What you should do
Among the records below, the line containing "consulted by the" marks the start. Output it and all lines after it exactly.

Collected data
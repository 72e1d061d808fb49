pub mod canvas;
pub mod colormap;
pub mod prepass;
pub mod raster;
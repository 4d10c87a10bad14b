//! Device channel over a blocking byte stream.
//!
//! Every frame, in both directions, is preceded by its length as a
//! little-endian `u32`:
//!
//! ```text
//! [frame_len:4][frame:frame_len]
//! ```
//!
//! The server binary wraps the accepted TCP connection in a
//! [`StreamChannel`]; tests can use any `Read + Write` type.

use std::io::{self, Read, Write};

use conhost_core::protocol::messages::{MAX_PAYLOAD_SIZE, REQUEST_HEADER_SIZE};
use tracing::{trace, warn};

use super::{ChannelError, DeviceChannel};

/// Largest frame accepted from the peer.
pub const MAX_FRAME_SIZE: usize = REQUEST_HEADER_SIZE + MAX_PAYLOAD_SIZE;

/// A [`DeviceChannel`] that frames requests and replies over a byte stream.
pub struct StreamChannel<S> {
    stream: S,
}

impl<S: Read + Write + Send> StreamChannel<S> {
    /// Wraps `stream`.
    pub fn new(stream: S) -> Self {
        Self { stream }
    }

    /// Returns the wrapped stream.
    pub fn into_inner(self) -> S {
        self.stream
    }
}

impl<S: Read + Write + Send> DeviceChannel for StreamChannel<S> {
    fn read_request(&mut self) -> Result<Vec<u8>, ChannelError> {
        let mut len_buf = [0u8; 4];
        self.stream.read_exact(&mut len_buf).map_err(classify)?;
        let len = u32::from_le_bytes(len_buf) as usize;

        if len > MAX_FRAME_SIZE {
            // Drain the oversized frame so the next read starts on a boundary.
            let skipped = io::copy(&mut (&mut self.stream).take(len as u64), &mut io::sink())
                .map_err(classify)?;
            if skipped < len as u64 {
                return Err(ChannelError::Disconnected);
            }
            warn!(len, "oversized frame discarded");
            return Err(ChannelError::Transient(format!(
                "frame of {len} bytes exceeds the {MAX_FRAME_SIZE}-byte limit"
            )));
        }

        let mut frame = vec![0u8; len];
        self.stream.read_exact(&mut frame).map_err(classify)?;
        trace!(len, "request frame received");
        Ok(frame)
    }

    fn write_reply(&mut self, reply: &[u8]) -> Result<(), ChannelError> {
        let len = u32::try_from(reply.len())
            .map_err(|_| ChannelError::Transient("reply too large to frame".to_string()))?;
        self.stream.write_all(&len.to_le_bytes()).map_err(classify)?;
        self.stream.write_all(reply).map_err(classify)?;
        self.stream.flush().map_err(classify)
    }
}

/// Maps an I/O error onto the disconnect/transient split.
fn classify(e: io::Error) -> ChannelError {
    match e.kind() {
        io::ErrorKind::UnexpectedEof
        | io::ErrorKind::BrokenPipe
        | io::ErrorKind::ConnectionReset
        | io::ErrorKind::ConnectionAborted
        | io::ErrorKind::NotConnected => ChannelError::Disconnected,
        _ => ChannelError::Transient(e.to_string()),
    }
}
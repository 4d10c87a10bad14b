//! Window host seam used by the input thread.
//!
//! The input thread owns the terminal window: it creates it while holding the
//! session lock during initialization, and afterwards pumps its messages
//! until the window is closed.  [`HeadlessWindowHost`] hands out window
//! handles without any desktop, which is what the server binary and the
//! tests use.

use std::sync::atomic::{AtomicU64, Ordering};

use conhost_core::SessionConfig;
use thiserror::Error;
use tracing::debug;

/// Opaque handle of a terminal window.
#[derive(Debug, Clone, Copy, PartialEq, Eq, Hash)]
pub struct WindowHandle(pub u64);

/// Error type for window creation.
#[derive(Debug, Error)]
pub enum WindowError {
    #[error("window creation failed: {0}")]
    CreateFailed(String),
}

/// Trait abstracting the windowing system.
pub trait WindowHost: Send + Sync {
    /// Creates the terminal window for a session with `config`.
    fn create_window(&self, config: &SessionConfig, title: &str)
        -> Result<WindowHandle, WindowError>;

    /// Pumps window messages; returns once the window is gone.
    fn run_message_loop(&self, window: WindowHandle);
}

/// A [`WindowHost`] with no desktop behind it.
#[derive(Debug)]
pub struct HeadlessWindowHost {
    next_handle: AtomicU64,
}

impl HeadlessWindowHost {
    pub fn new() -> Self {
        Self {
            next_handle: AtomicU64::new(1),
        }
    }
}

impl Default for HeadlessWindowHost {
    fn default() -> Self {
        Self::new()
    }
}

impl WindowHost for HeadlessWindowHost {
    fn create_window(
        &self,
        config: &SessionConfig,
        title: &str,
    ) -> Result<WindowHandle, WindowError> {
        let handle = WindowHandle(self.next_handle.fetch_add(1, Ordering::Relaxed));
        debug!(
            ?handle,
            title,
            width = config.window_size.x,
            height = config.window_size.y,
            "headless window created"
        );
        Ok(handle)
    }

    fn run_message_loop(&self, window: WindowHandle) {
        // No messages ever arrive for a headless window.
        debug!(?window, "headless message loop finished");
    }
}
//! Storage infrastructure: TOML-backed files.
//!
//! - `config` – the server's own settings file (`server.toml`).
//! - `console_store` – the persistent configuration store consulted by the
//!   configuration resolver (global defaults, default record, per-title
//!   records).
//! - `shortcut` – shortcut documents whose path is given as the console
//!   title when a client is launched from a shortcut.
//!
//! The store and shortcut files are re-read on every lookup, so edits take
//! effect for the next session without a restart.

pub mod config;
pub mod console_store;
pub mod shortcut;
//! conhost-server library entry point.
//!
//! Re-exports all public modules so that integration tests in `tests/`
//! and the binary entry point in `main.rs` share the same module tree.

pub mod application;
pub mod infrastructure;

Your response
//! - `console_store` – the persistent configuration store consulted by the
//!   configuration resolver (global defaults, default record, per-title
//!   records).
//! - `shortcut` – shortcut documents whose path is given as the console
//!   title when a client is launched from a shortcut.
//!
//! The store and shortcut files are re-read on every lookup, so edits take
//! effect for the next session without a restart.

pub mod config;
pub mod console_store;
pub mod shortcut;
//! conhost-server library entry point.
//!
//! Re-exports all public modules so that integration tests in `tests/`
//! and the binary entry point in `main.rs` share the same module tree.

pub mod application;
pub mod infrastructure;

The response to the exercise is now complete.